Zoom. C’est l’attraction urbaine qui monte: les lévitants du pavé prolifèrent dans les villes d’Europe et du monde, Suisse comprise. Sous l’œil sévère des pros du spectacle.

Il y a eu les cracheurs de feu; place aux statues vivantes, de préférence en lévitation. Vous n’y échapperez pas cet été. A Londres, Cannes ou Prague, elles ont pris leurs quartiers sur les trottoirs. A Madrid, la plaza Mayor est carrément envahie. A New York, Buenos Aires ou Bogotá, les voilà encore, sans parler de l’Inde, d’où elles sont originaires: le yogi assis en tailleur dans le vide, la main droite appuyée sur une canne, est, avec le flûtiste charmeur de serpents et dresseur de cordes, une des figures de la très ancienne tradition des magiciens de rue.
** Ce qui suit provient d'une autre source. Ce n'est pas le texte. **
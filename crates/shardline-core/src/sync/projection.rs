//! Projection strategies and the full-text search projection.

use async_trait::async_trait;
use chrono::{SecondsFormat, Utc};
use rusqlite::{params, Connection};
use serde::{Deserialize, Serialize};

use crate::errors::{ShardlineError, ShardlineResult};
use crate::models::Record;
use crate::query::guards::{clamp_limit, MAX_SEARCH_LIMIT};
use crate::schema::{DataType, Entity, View};
use crate::store::database::Database;
use crate::store::sql::escape_like;

/// Applies current record state to a derived read model.
///
/// Both operations are keyed by `(entity_name, record_id)` and must be
/// idempotent: the worker may deliver the same message more than once.
#[async_trait]
pub trait Projection: Send + Sync {
    /// Also the consumer group name on the bus.
    fn name(&self) -> &str;

    async fn upsert(&self, entity: &Entity, record_id: &str, record: &Record)
        -> ShardlineResult<()>;

    async fn remove(&self, entity_name: &str, record_id: &str) -> ShardlineResult<()>;
}

// ---------------------------------------------------------------------------
// SearchProjection
// ---------------------------------------------------------------------------

const SEARCH_SCHEMA: &str = "CREATE TABLE IF NOT EXISTS search_documents (
    entity_name TEXT NOT NULL,
    record_id TEXT NOT NULL,
    title TEXT NOT NULL,
    content TEXT NOT NULL,
    updated_at TEXT NOT NULL,
    PRIMARY KEY (entity_name, record_id)
);
CREATE INDEX IF NOT EXISTS idx_search_documents_title ON search_documents(title);";

#[derive(Clone, Debug, PartialEq, Eq, Serialize, Deserialize)]
pub struct SearchDocument {
    pub entity_name: String,
    pub record_id: String,
    pub title: String,
    pub content: String,
    pub updated_at: String,
}

impl SearchDocument {
    /// Title from the label attribute, content from the other detail-view
    /// text attributes.
    pub fn from_record(entity: &Entity, record_id: &str, record: &Record) -> Self {
        let label = entity.label_attribute().map(|a| a.field.as_str());
        let title = label
            .and_then(|field| record.get(field))
            .and_then(|v| v.to_text())
            .unwrap_or_else(|| record_id.to_string());
        let content = entity
            .attributes_for(View::Detail, Some(&DataType::Text))
            .into_iter()
            .filter(|a| Some(a.field.as_str()) != label)
            .filter_map(|a| record.get(&a.field).and_then(|v| v.to_text()))
            .filter(|text| !text.is_empty())
            .collect::<Vec<_>>()
            .join("\n");
        Self {
            entity_name: entity.name().to_string(),
            record_id: record_id.to_string(),
            title,
            content,
            updated_at: Utc::now().to_rfc3339_opts(SecondsFormat::Millis, true),
        }
    }

    fn from_row(row: &rusqlite::Row<'_>) -> rusqlite::Result<Self> {
        Ok(Self {
            entity_name: row.get(0)?,
            record_id: row.get(1)?,
            title: row.get(2)?,
            content: row.get(3)?,
            updated_at: row.get(4)?,
        })
    }
}

fn projection_error(e: impl std::fmt::Display) -> ShardlineError {
    ShardlineError::Projection(e.to_string())
}

/// Search index kept in its own SQLite database.
#[derive(Clone, Debug)]
pub struct SearchProjection {
    name: String,
    db: Database,
}

impl SearchProjection {
    pub const DEFAULT_NAME: &'static str = "search";

    pub fn open(db: Database) -> ShardlineResult<Self> {
        db.execute_batch(SEARCH_SCHEMA)?;
        Ok(Self {
            name: Self::DEFAULT_NAME.to_string(),
            db,
        })
    }

    pub fn with_name(mut self, name: impl Into<String>) -> Self {
        self.name = name.into();
        self
    }

    async fn blocking<T, F>(&self, f: F) -> ShardlineResult<T>
    where
        T: Send + 'static,
        F: FnOnce(Connection) -> ShardlineResult<T> + Send + 'static,
    {
        let db = self.db.clone();
        tokio::task::spawn_blocking(move || f(db.connect()?)).await?
    }

    pub async fn document(
        &self,
        entity_name: &str,
        record_id: &str,
    ) -> ShardlineResult<Option<SearchDocument>> {
        let key = (entity_name.to_string(), record_id.to_string());
        self.blocking(move |conn| {
            let mut stmt = conn.prepare(
                "SELECT entity_name, record_id, title, content, updated_at \
                 FROM search_documents WHERE entity_name = ?1 AND record_id = ?2",
            )?;
            let mut rows = stmt.query_map(params![key.0, key.1], SearchDocument::from_row)?;
            Ok(rows.next().transpose()?)
        })
        .await
    }

    /// Substring match over title and content, most recent first.
    pub async fn search(&self, term: &str, limit: u32) -> ShardlineResult<Vec<SearchDocument>> {
        let pattern = format!("%{}%", escape_like(term));
        let limit = clamp_limit(limit, MAX_SEARCH_LIMIT);
        self.blocking(move |conn| {
            let mut stmt = conn.prepare(
                "SELECT entity_name, record_id, title, content, updated_at \
                 FROM search_documents \
                 WHERE title LIKE ?1 ESCAPE '\\' OR content LIKE ?1 ESCAPE '\\' \
                 ORDER BY updated_at DESC, entity_name, record_id LIMIT ?2",
            )?;
            let rows = stmt.query_map(params![pattern, limit], SearchDocument::from_row)?;
            let mut out = Vec::new();
            for row in rows {
                out.push(row?);
            }
            Ok(out)
        })
        .await
    }

    pub async fn count(&self) -> ShardlineResult<u64> {
        self.blocking(|conn| {
            let n: i64 =
                conn.query_row("SELECT COUNT(*) FROM search_documents", [], |r| r.get(0))?;
            Ok(n.max(0) as u64)
        })
        .await
    }
}

#[async_trait]
impl Projection for SearchProjection {
    fn name(&self) -> &str {
        &self.name
    }

    async fn upsert(
        &self,
        entity: &Entity,
        record_id: &str,
        record: &Record,
    ) -> ShardlineResult<()> {
        let doc = SearchDocument::from_record(entity, record_id, record);
        self.blocking(move |conn| {
            conn.execute(
                "INSERT INTO search_documents (entity_name, record_id, title, content, updated_at) \
                 VALUES (?1, ?2, ?3, ?4, ?5) \
                 ON CONFLICT(entity_name, record_id) DO UPDATE SET \
                 title = excluded.title, content = excluded.content, \
                 updated_at = excluded.updated_at",
                params![doc.entity_name, doc.record_id, doc.title, doc.content, doc.updated_at],
            )
            .map_err(projection_error)?;
            Ok(())
        })
        .await
    }

    async fn remove(&self, entity_name: &str, record_id: &str) -> ShardlineResult<()> {
        let key = (entity_name.to_string(), record_id.to_string());
        self.blocking(move |conn| {
            conn.execute(
                "DELETE FROM search_documents WHERE entity_name = ?1 AND record_id = ?2",
                params![key.0, key.1],
            )
            .map_err(projection_error)?;
            Ok(())
        })
        .await
    }
}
Dans sa version contemporaine, la statue vivante est volontiers dédoublée et les figures semblent flotter dans l’air l’une sur l’autre. L’ancêtre yogi a laissé la place à une quantité de personnages, à la fois différents sur un même périmètre et semblables d’une ville et d’un continent à l’autre. Il y a les rudimentaires moines à capuche (facile, les visages sont cachés), les incontournables messires en redingote façon statue de bronze ou les bardes kitsch en tunique dorée. Quand vous avez croisé le même à Barcelone et à Stockholm, devant le même magasin H & M ou Desigual dans une rue piétonne toute semblable du centre-ville, vous vous dites, avec une pointe de mélancolie, que l’univers des attractions de rue n’échappe pas à la mondialisation.

Si vous restez en Suisse, vous n’y échapperez pas non plus: Robert Kraga et ses collègues, dont vous pouvez admirer la méditative légèreté sur la photo ci-contre, se produisent depuis un an sur les trottoirs de Lausanne, Genève, Berne, Thoune, Zurich. Leurs costumes, assez élémentaires, rappellent ceux des moines à capuche, mais eux, ils s’autodéfinissent comme des «ninjas». Va pour les ninjas.
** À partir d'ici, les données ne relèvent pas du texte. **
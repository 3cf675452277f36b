//! Error types for the shardline core library.

/// Top-level error enum for the shardline core library.
///
/// Variants follow the operational taxonomy: validation failures are
/// returned to the caller and carry a field-qualified message, schema and
/// configuration errors are fatal, and everything else is an opaque I/O or
/// decode failure that propagates unchanged.
#[derive(Debug, thiserror::Error)]
pub enum ShardlineError {
    #[error("Validation error on entity '{entity}': {message}")]
    Validation { entity: String, message: String },

    #[error("Schema error: {0}")]
    Schema(String),

    #[error("Configuration error: {0}")]
    Config(String),

    #[error("Database error: {0}")]
    Database(String),

    #[error("Bus error: {0}")]
    Bus(String),

    #[error("Projection error: {0}")]
    Projection(String),

    #[error("IO error: {0}")]
    Io(#[from] std::io::Error),

    #[error("SQLite error: {0}")]
    Sqlite(#[from] rusqlite::Error),

    #[error("JSON error: {0}")]
    Json(#[from] serde_json::Error),

    #[error("TOML error: {0}")]
    Toml(#[from] toml::de::Error),

    #[error("Task join error: {0}")]
    Join(#[from] tokio::task::JoinError),
}

impl ShardlineError {
    /// Shorthand for a validation failure on `entity`.
    pub fn validation(entity: impl Into<String>, message: impl Into<String>) -> Self {
        Self::Validation {
            entity: entity.into(),
            message: message.into(),
        }
    }

    /// True for failures the outer layer should surface verbatim to the user.
    pub fn is_validation(&self) -> bool {
        matches!(self, Self::Validation { .. })
    }

    /// True for errors that indicate a broken deployment rather than a bad
    /// request or a flaky connection.
    pub fn is_fatal(&self) -> bool {
        matches!(self, Self::Schema(_) | Self::Config(_))
    }
}

pub type ShardlineResult<T> = Result<T, ShardlineError>;

#[cfg(test)]
mod tests {
    use super::*;

    #[test]
    fn validation_message_names_entity() {
        let err = ShardlineError::validation("post", "unknown field path 'titel'");
        assert!(err.is_validation());
        assert!(!err.is_fatal());
        assert_eq!(
            err.to_string(),
            "Validation error on entity 'post': unknown field path 'titel'"
        );
    }

    #[test]
    fn config_errors_are_fatal() {
        assert!(ShardlineError::Config("no shard for key 7".into()).is_fatal());
        assert!(ShardlineError::Schema("missing key".into()).is_fatal());
        assert!(!ShardlineError::Database("locked".into()).is_fatal());
    }
}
Robert et ses quatre collègues se relaient par équipes de deux toutes les deux-trois heures, passent trois jours ici, une semaine là. Ils sont Hongrois de Slovaquie, viennent du même village, se déplacent en voiture et Robert est le seul de l’équipe à parler un peu l’allemand. C’est lui, un maçon sans travail, qui a construit le dispositif: «J’ai vu ça sur internet, ça m’a donné l’idée.»
Oui, parce que, autant le dire tout de suite, il y a un truc. Il passe par le bâton sur lequel s’appuie immanquablement le personnage en lévitation et qui, en fait, le retient. Pour environ 1200 francs premier prix, on peut se procurer le dispositif prêt à l’emploi chez certains fabricants spécialisés. Mais n’en disons pas plus, pour ne pas casser l’effet, déjà bien entamé par certains négligents, qui s’installent et se désinstallent à vue, sans rien cacher de l’engin.
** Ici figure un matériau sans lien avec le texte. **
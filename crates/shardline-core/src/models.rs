//! Shared typed models used across the schema, query, store, and sync layers.

use std::fmt;

use indexmap::IndexMap;
use rusqlite::types::{ToSql, ToSqlOutput, ValueRef};
use serde::{Deserialize, Serialize};

use crate::errors::{ShardlineError, ShardlineResult};

/// Name of the soft-delete flag column carried by every entity table.
pub const DELETED_COLUMN: &str = "deleted";

// ---------------------------------------------------------------------------
// Value
// ---------------------------------------------------------------------------

/// A scalar already cast into its storage type.
#[derive(Clone, Debug, PartialEq, Serialize, Deserialize)]
#[serde(untagged)]
pub enum Value {
    Null,
    Bool(bool),
    Int(i64),
    Float(f64),
    Text(String),
}

impl Value {
    pub fn is_null(&self) -> bool {
        matches!(self, Value::Null)
    }

    pub fn as_i64(&self) -> Option<i64> {
        match self {
            Value::Int(v) => Some(*v),
            Value::Bool(v) => Some(i64::from(*v)),
            _ => None,
        }
    }

    pub fn as_str(&self) -> Option<&str> {
        match self {
            Value::Text(s) => Some(s),
            _ => None,
        }
    }

    /// Render the value as plain text, `None` for null.
    pub fn to_text(&self) -> Option<String> {
        match self {
            Value::Null => None,
            Value::Bool(v) => Some(v.to_string()),
            Value::Int(v) => Some(v.to_string()),
            Value::Float(v) => Some(v.to_string()),
            Value::Text(s) => Some(s.clone()),
        }
    }

    /// Build a value from a raw SQLite column.
    pub fn from_sql_ref(value: ValueRef<'_>) -> Self {
        match value {
            ValueRef::Null => Value::Null,
            ValueRef::Integer(v) => Value::Int(v),
            ValueRef::Real(v) => Value::Float(v),
            ValueRef::Text(bytes) | ValueRef::Blob(bytes) => {
                Value::Text(String::from_utf8_lossy(bytes).into_owned())
            }
        }
    }
}

impl fmt::Display for Value {
    fn fmt(&self, f: &mut fmt::Formatter<'_>) -> fmt::Result {
        match self.to_text() {
            Some(text) => f.write_str(&text),
            None => f.write_str("null"),
        }
    }
}

impl ToSql for Value {
    fn to_sql(&self) -> rusqlite::Result<ToSqlOutput<'_>> {
        Ok(match self {
            Value::Null => ToSqlOutput::Owned(rusqlite::types::Value::Null),
            Value::Bool(v) => ToSqlOutput::Owned(rusqlite::types::Value::Integer(i64::from(*v))),
            Value::Int(v) => ToSqlOutput::Owned(rusqlite::types::Value::Integer(*v)),
            Value::Float(v) => ToSqlOutput::Owned(rusqlite::types::Value::Real(*v)),
            Value::Text(s) => ToSqlOutput::Borrowed(ValueRef::Text(s.as_bytes())),
        })
    }
}

impl From<i64> for Value {
    fn from(v: i64) -> Self {
        Value::Int(v)
    }
}

impl From<bool> for Value {
    fn from(v: bool) -> Self {
        Value::Bool(v)
    }
}

impl From<f64> for Value {
    fn from(v: f64) -> Self {
        Value::Float(v)
    }
}

impl From<&str> for Value {
    fn from(v: &str) -> Self {
        Value::Text(v.to_string())
    }
}

impl From<String> for Value {
    fn from(v: String) -> Self {
        Value::Text(v)
    }
}

/// One row of an entity, keyed by attribute field name in selection order.
pub type Record = IndexMap<String, Value>;

// ---------------------------------------------------------------------------
// RecordMessage
// ---------------------------------------------------------------------------

/// The mutation kind carried by a change event.
#[derive(Clone, Copy, Debug, PartialEq, Eq, Hash, Serialize, Deserialize)]
pub enum Operation {
    Create,
    Update,
    Delete,
}

impl fmt::Display for Operation {
    fn fmt(&self, f: &mut fmt::Formatter<'_>) -> fmt::Result {
        let name = match self {
            Operation::Create => "Create",
            Operation::Update => "Update",
            Operation::Delete => "Delete",
        };
        f.write_str(name)
    }
}

/// Change-event payload published on the record topic.
///
/// Carries identity only. Consumers always re-read the current record state
/// through the entity-aware read path instead of trusting a payload copy.
#[derive(Clone, Debug, PartialEq, Eq, Serialize, Deserialize)]
#[serde(rename_all = "PascalCase")]
pub struct RecordMessage {
    pub operation: Operation,
    pub entity_name: String,
    pub record_id: String,
    /// Routes the consumer's re-read to the shard that owns the record.
    #[serde(default)]
    pub partition_key: u64,
}

impl RecordMessage {
    pub fn new(
        operation: Operation,
        entity_name: impl Into<String>,
        record_id: impl Into<String>,
        partition_key: u64,
    ) -> Self {
        Self {
            operation,
            entity_name: entity_name.into(),
            record_id: record_id.into(),
            partition_key,
        }
    }

    /// Uniqueness key: `<entity>_<record id>`.
    pub fn key(&self) -> String {
        format!("{}_{}", self.entity_name, self.record_id)
    }

    pub fn encode(&self) -> ShardlineResult<Vec<u8>> {
        Ok(serde_json::to_vec(self)?)
    }

    pub fn decode(bytes: &[u8]) -> ShardlineResult<Self> {
        serde_json::from_slice(bytes).map_err(ShardlineError::from)
    }
}

#[cfg(test)]
mod tests {
    use super::*;

    #[test]
    fn record_message_key_joins_entity_and_id() {
        let msg = RecordMessage::new(Operation::Create, "post", "42", 7);
        assert_eq!(msg.key(), "post_42");
    }

    #[test]
    fn record_message_wire_format() {
        let msg = RecordMessage::new(Operation::Update, "post", "42", 7);
        let json: serde_json::Value = serde_json::from_slice(&msg.encode().unwrap()).unwrap();
        assert_eq!(json["Operation"], "Update");
        assert_eq!(json["EntityName"], "post");
        assert_eq!(json["RecordId"], "42");

        let legacy = br#"{"Operation":"Delete","EntityName":"post","RecordId":"9"}"#;
        let decoded = RecordMessage::decode(legacy).unwrap();
        assert_eq!(decoded.operation, Operation::Delete);
        assert_eq!(decoded.partition_key, 0);
    }

    #[test]
    fn bool_binds_as_integer() {
        let out = Value::Bool(true).to_sql().unwrap();
        assert!(matches!(
            out,
            ToSqlOutput::Owned(rusqlite::types::Value::Integer(1))
        ));
    }

    #[test]
    fn value_from_sql_ref() {
        assert_eq!(Value::from_sql_ref(ValueRef::Integer(3)), Value::Int(3));
        assert_eq!(
            Value::from_sql_ref(ValueRef::Text(b"hi")),
            Value::Text("hi".into())
        );
        assert_eq!(Value::from_sql_ref(ValueRef::Null), Value::Null);
    }
}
«C’est dommage, regrette Jean-Marc Kiesling, ex-jongleur et ex-illusionniste, qui gère plusieurs sites suisses de matériel en ligne, dont magicien.ch: la magie, ça devrait rester quelque chose de confidentiel, de secret. Lorsque tout le monde s’y met, il y a toujours un idiot qui casse le tour.» Soupir: «Il y a de moins en moins de vrais artistes de rue.»

Artistes et «imposteurs»

Comme Jean-Marc Kiesling, les professionnels de la magie, mais aussi du mime et du théâtre de rue, n’ont pas de mots assez sévères pour critiquer les suspendus du pavé. Frédéric Brélaz, président du comité d’organisation du Festival des artistes de rue, qui entame sa douzième édition à Vevey le 22 août: «Nous ne prenons pas de statues vivantes, par principe. C’est quelque chose de trop vu, et surtout de pas assez créatif.»

Le véritable artiste de rue, digne héritier des saltimbanques d’antan, c’est autre chose, explique-t-il: «Idéalement, c’est un gars qui arrive avec sa petite mallette, un artiste polyvalent qui va enchanter son monde avec trois fois rien, en jouant avec le décor, les circonstances. Quelqu’un qui ne lasse pas son public parce que sa prestation n’est pas répétitive.» Pas comme les cracheurs de feu, dont on s’est vite fatigué. Pas comme ces gars cachés sous leur costume à ne rien faire. «Si c’est une manière élégante de faire la manche, je dis: bravo. Mais cela n’a plus rien à voir avec l’art des saltimbanques.» Robert Kraga, à la tête de sa troupette de ninjas slovaques, en convient volontiers: il n’a fréquenté ni l’école de cirque ni celle de théâtre, il est juste un père de famille en quête de solutions pour faire bouillir la marmite.

En réalité, rester parfaitement immobile pendant des heures suppose un savoir-faire consistant et, de plus, le véritable art de la statue vivante ne se limite pas à cela. Le clown Alfonso, artiste belge et international grand spécialiste du genre, le pratique et l’enseigne dans ses ateliers: «C’est un dérivé du mime, un travail en soi, qui suppose de ralentir sa respiration et d’entrer dans un état proche de la méditation. Ne pas cligner des paupières, c’est tout un art!» On l’aura compris: dans la population des statues vivantes, il y a les artistes d’un côté, les «imposteurs» de l’autre. Et celui qui cligne des yeux est démasqué.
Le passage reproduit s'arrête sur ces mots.